I deleted this. As the note says, it **may** be that the woman is dancing. I don't think we should encourage people to "make explicit" a speculation that though reasonable, is not necessary for understanding.
How beautiful your feet appear in your sandals
It may be that the woman is dancing (Song of Songs 6:13). Alternate translation: "Your feet are so very beautiful in your sandals as you dance" (See: rc://en/ta/man/translate/figs-explicit)
We have notes for figures of speech, but the point of this note is that it is not a euphemism. I don't think it is needed. So I deleted it. ("Feet" only occurs twice in Sng. The next is Sng 7:1, and there's no reason to see that as a euphemism.)
I have washed my feet
While the word "feet" can be a euphemism for private parts, this probably refers to literal feet.
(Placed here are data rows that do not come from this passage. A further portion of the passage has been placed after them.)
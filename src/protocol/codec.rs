//! Wire codec: JSON text to [`Message`] and back.
//!
//! Decoding never panics and never reports anything to the guest. A failure
//! is a [`DecodeError`] carrying the raw text so the caller can log it and
//! drop the message. A JSON object that parsed but has no usable `type`, or a
//! `type` outside the closed set, keeps the parsed object so it can still be
//! handed to the unhandled-message hook.
//!
//! [`decode_inbound`] also keeps the object a message was decoded from, so
//! keys outside the envelope reach plugins and the unhandled-message hook.
//!
//! # Script Delivery
//!
//! Native→guest messages are evaluated as `<global>.execute(<json>);` in the
//! rendering surface. Two wire requirements apply to that script text:
//!
//! - U+2028 / U+2029 are legal in JSON strings but terminate lines in older
//!   JavaScript engines; they are written as `\u2028` / `\u2029` escapes.
//! - Some surfaces percent-decode scripts delivered as `javascript:` URLs;
//!   `%` is written as `%25` when [`ScriptOptions::escape_percent`] is set.

// ============================================================================
// Imports
// ============================================================================

use serde::Deserialize;
use serde_json::Value;
use thiserror::Error;

use crate::error::Result;

use super::message::{Message, MessageType, keys};

// ============================================================================
// DecodeError
// ============================================================================

/// Failure to turn inbound text into a [`Message`].
#[derive(Error, Debug, Clone, PartialEq)]
pub enum DecodeError {
    /// Not JSON, not an object, or a field of the wrong shape.
    #[error("Malformed message ({reason}): {raw}")]
    Malformed {
        /// What was wrong.
        reason: String,
        /// The text as received.
        raw: String,
    },

    /// JSON object without a `type`, or with a non-string one.
    #[error("Message without a usable type: {raw}")]
    MissingType {
        /// The parsed object, for the unhandled-message hook.
        object: Value,
        /// The text as received.
        raw: String,
    },

    /// Well-formed object whose `type` is outside the closed set.
    #[error("Unknown message type `{kind}`: {raw}")]
    UnknownType {
        /// The unrecognized `type` value.
        kind: String,
        /// The parsed object, for the unhandled-message hook.
        object: Value,
        /// The text as received.
        raw: String,
    },

    /// A field the envelope requires for this `type` is absent.
    #[error("Missing field `{field}` for {kind} message: {raw}")]
    MissingField {
        /// Message kind.
        kind: MessageType,
        /// Missing key.
        field: &'static str,
        /// The text as received.
        raw: String,
    },
}

impl DecodeError {
    /// Returns the raw text that failed to decode.
    #[must_use]
    pub fn raw(&self) -> &str {
        match self {
            Self::Malformed { raw, .. }
            | Self::MissingType { raw, .. }
            | Self::UnknownType { raw, .. }
            | Self::MissingField { raw, .. } => raw,
        }
    }

    /// The parsed object, when the text was a JSON object the envelope
    /// could not classify.
    #[must_use]
    pub fn object(&self) -> Option<&Value> {
        match self {
            Self::MissingType { object, .. } | Self::UnknownType { object, .. } => Some(object),
            Self::Malformed { .. } | Self::MissingField { .. } => None,
        }
    }

    fn malformed(reason: impl Into<String>, raw: &str) -> Self {
        Self::Malformed {
            reason: reason.into(),
            raw: raw.to_string(),
        }
    }
}

// ============================================================================
// Inbound
// ============================================================================

/// A decoded message together with the JSON object it came from.
///
/// Keys outside the envelope only survive in [`object`](Self::object).
#[derive(Debug, Clone, PartialEq)]
pub struct Inbound {
    message: Message,
    object: Value,
}

impl Inbound {
    /// The decoded envelope.
    #[inline]
    #[must_use]
    pub fn message(&self) -> &Message {
        &self.message
    }

    /// The object as the guest sent it.
    #[inline]
    #[must_use]
    pub fn object(&self) -> &Value {
        &self.object
    }

    /// Splits into the envelope and the source object.
    #[must_use]
    pub fn into_parts(self) -> (Message, Value) {
        (self.message, self.object)
    }
}

impl From<Message> for Inbound {
    fn from(message: Message) -> Self {
        let object = message.to_value();
        Self { message, object }
    }
}

// ============================================================================
// ScriptOptions
// ============================================================================

/// How encoded messages are wrapped into evaluable script text.
#[derive(Debug, Clone, PartialEq, Eq)]
pub struct ScriptOptions {
    /// JavaScript global exposing `execute(message)`.
    pub bridge_global: String,
    /// Escape `%` as `%25`.
    pub escape_percent: bool,
}

impl Default for ScriptOptions {
    fn default() -> Self {
        Self {
            bridge_global: "cobalt".to_string(),
            escape_percent: true,
        }
    }
}

// ============================================================================
// Encode / Decode
// ============================================================================

/// Encodes a message as compact JSON text.
///
/// # Errors
///
/// Returns [`crate::Error::Json`] if serialization fails.
pub fn encode(message: &Message) -> Result<String> {
    Ok(serde_json::to_string(message)?)
}

/// Decodes JSON text into a message.
///
/// # Errors
///
/// - [`DecodeError::Malformed`] for invalid JSON or a non-object
/// - [`DecodeError::MissingType`] for an object without a string `type`
/// - [`DecodeError::UnknownType`] for a `type` outside [`MessageType::ALL`]
/// - [`DecodeError::MissingField`] for a `callback` message without an id
pub fn decode(text: &str) -> std::result::Result<Message, DecodeError> {
    decode_inbound(text).map(|inbound| inbound.message)
}

/// Decodes JSON text, keeping the source object next to the message.
///
/// # Errors
///
/// Same as [`decode`].
pub fn decode_inbound(text: &str) -> std::result::Result<Inbound, DecodeError> {
    let object: Value = serde_json::from_str(text)
        .map_err(|e| DecodeError::malformed(format!("invalid JSON: {e}"), text))?;

    if !object.is_object() {
        return Err(DecodeError::malformed("not a JSON object", text));
    }

    let kind = match object.get(keys::TYPE) {
        Some(Value::String(kind)) => kind.clone(),
        _ => {
            return Err(DecodeError::MissingType {
                object,
                raw: text.to_string(),
            });
        }
    };

    let Some(message_type) = MessageType::from_wire(&kind) else {
        return Err(DecodeError::UnknownType {
            kind,
            object,
            raw: text.to_string(),
        });
    };

    let message: Message = Message::deserialize(&object)
        .map_err(|e| DecodeError::malformed(e.to_string(), text))?;

    if message_type == MessageType::Callback
        && message.callback_id().is_none_or(|id| id.is_empty())
    {
        return Err(DecodeError::MissingField {
            kind: message_type,
            field: keys::CALLBACK,
            raw: text.to_string(),
        });
    }

    Ok(Inbound {
        message: message.normalized(),
        object,
    })
}

// ============================================================================
// Script Generation
// ============================================================================

/// Escapes encoded JSON for evaluation in the rendering surface.
#[must_use]
pub fn escape_for_script(json: &str, escape_percent: bool) -> String {
    let mut escaped = String::with_capacity(json.len());
    for ch in json.chars() {
        match ch {
            '\u{2028}' => escaped.push_str("\\u2028"),
            '\u{2029}' => escaped.push_str("\\u2029"),
            '%' if escape_percent => escaped.push_str("%25"),
            _ => escaped.push(ch),
        }
    }
    escaped
}

/// Builds the script delivering `message` to the guest runtime.
///
/// # Errors
///
/// Returns [`crate::Error::Json`] if serialization fails.
pub fn to_script(message: &Message, options: &ScriptOptions) -> Result<String> {
    let json = encode(message)?;
    Ok(format!(
        "{}.execute({});",
        options.bridge_global,
        escape_for_script(&json, options.escape_percent)
    ))
}

// ============================================================================
// Tests
// ============================================================================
The woman seems more likely to want to make love than to want to refrain from lovemaking because she has just bathed. (See: rc://en/ta/man/translate/figs-euphemism)
I removed this from comment about the arms:
The first readers would have understood this as a metaphor for the male body part ([Song of Songs 5:3](./03.md)), but this would be difficult to bring out in translation.
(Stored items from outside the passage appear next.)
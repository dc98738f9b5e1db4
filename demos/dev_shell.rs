//! Development shell: serves one guest runtime over WebSocket.
//!
//! Point a guest page's bridge at the printed URL; every message it sends is
//! dispatched as if it came from an embedded web view, and host replies come
//! back as `cobalt.execute(..);` text frames.
//!
//! Usage: cargo run --example dev_shell [--debug] [--port N]

// ============================================================================
// Imports
// ============================================================================

use std::net::{IpAddr, Ipv4Addr};
use std::sync::Arc;

use anyhow::Context;
use cobalt_bridge::{
    BridgeChannel, BridgeHooks, CallbackId, GuestServer, Host, Screen, ScreenDescriptor,
    ScreenHost, ScreenId, Shell, Transition, UiControls, UiThread,
};
use serde_json::Value;
use tracing::info;
use tracing_subscriber::EnvFilter;

// ============================================================================
// Constants
// ============================================================================

const ROUTES: &str = r#"{
    "controllers": {
        "default": { "kind": "Web" },
        "modal": { "kind": "Web", "bars": { "visible": { "top": false } } }
    }
}"#;

// ============================================================================
// Collaborators
// ============================================================================

/// Screen host that only logs.
struct LoggingScreens;

impl ScreenHost for LoggingScreens {
    fn open(&self, screen: &Screen, descriptor: &ScreenDescriptor, transition: Transition) {
        info!(screen = %screen.id, page = %descriptor.page, ?transition, "Open screen");
    }

    fn close(&self, screen: &Screen, transition: Transition) {
        info!(screen = %screen.id, ?transition, "Close screen");
    }

    fn current_page(&self, _screen: ScreenId) -> Option<String> {
        None
    }

    fn knows_kind(&self, kind: &str) -> bool {
        kind == "Web"
    }
}

/// Hooks and UI controls that log.
struct Console;

impl BridgeHooks for Console {
    fn on_ready(&self, channel: &BridgeChannel) {
        info!(version = ?channel.guest_version(), "Guest ready");
    }

    fn on_unhandled_event(
        &self,
        _channel: &BridgeChannel,
        event: &str,
        data: Option<&Value>,
        _callback: Option<&CallbackId>,
    ) -> bool {
        info!(event, ?data, "Guest event");
        true
    }

    fn on_unhandled_message(&self, _channel: &BridgeChannel, message: &Value) {
        info!(%message, "Unhandled message");
    }
}

impl UiControls for Console {
    fn show_toast(&self, text: &str) {
        info!(text, "Toast");
    }
}

// ============================================================================
// Main
// ============================================================================

fn init_logging(debug: bool) {
    let filter = if debug {
        "cobalt_bridge=debug,cobalt::guest=info"
    } else {
        "cobalt_bridge=info,cobalt::guest=info"
    };

    tracing_subscriber::fmt()
        .with_env_filter(EnvFilter::new(filter))
        .with_target(true)
        .init();
}

fn port_arg(args: &[String]) -> anyhow::Result<u16> {
    match args.iter().position(|a| a == "--port") {
        Some(i) => args
            .get(i + 1)
            .context("--port needs a value")?
            .parse()
            .context("--port must be a number"),
        None => Ok(0),
    }
}

#[tokio::main]
async fn main() -> anyhow::Result<()> {
    let args: Vec<String> = std::env::args().collect();
    init_logging(args.iter().any(|a| a == "--debug"));

    let shell = Shell::builder()
        .routes_json(ROUTES)
        .screen_host(Arc::new(LoggingScreens))
        .executor(Arc::new(UiThread::spawn()))
        .build()?;

    let root = shell.navigation().register_root(None, "index.html")?;
    let channel = shell.open_channel(root);

    let server = GuestServer::bind(IpAddr::V4(Ipv4Addr::LOCALHOST), port_arg(&args)?).await?;
    println!("Guest URL: {}", server.ws_url());

    let connection = server.accept(channel.clone()).await?;
    let console = Arc::new(Console);
    channel.attach(
        Host::new(connection.sink())
            .with_hooks(console.clone())
            .with_ui(console),
    );
    channel.resume();

    println!("Press Ctrl+C to exit...");
    tokio::signal::ctrl_c().await.ok();

    connection.shutdown();
    shell.close();
    Ok(())
}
NICOT suggests it for the second line of the verse about his ivory stomach. "When one thinks of ivory, one thinks of a tusk of ivory, an object that could easily have erotic connotations." But because the author was "being more adventurous than usual in [his] translation and interpretation of the second part of the verse," I don't think it needs to be mentioned here.
For the arms, I changed "cylinders" to "rods" because things called "cylinders" are usually hollow.